Your instructions: Your task is to give the data again, exactly, with every line intact.

Material provided:

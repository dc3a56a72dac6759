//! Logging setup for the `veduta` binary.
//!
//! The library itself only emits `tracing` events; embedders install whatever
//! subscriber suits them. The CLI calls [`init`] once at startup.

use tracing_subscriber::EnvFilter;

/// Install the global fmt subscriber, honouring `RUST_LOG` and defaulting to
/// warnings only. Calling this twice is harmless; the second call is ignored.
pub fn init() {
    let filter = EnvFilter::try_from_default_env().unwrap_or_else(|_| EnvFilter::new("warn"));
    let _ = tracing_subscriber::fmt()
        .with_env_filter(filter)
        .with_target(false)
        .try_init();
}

Solution to this task:
repository dc3a56a72dac6759
//! Logging setup for the `veduta` binary.
//!
//! The library itself only emits `tracing` events; embedders install whatever
//! subscriber suits them. The CLI calls [`init`] once at startup.

use tracing_subscriber::EnvFilter;

/// Install the global fmt subscriber, honouring `RUST_LOG` and defaulting to
/// warnings only. Calling this twice is harmless; the second call is ignored.
pub fn init() {
    let filter = EnvFilter::try_from_default_env().unwrap_or_else(|_| EnvFilter::new("warn"));
    let _ = tracing_subscriber::fmt()
        .with_env_filter(filter)
        .with_target(false)
        .try_init();
}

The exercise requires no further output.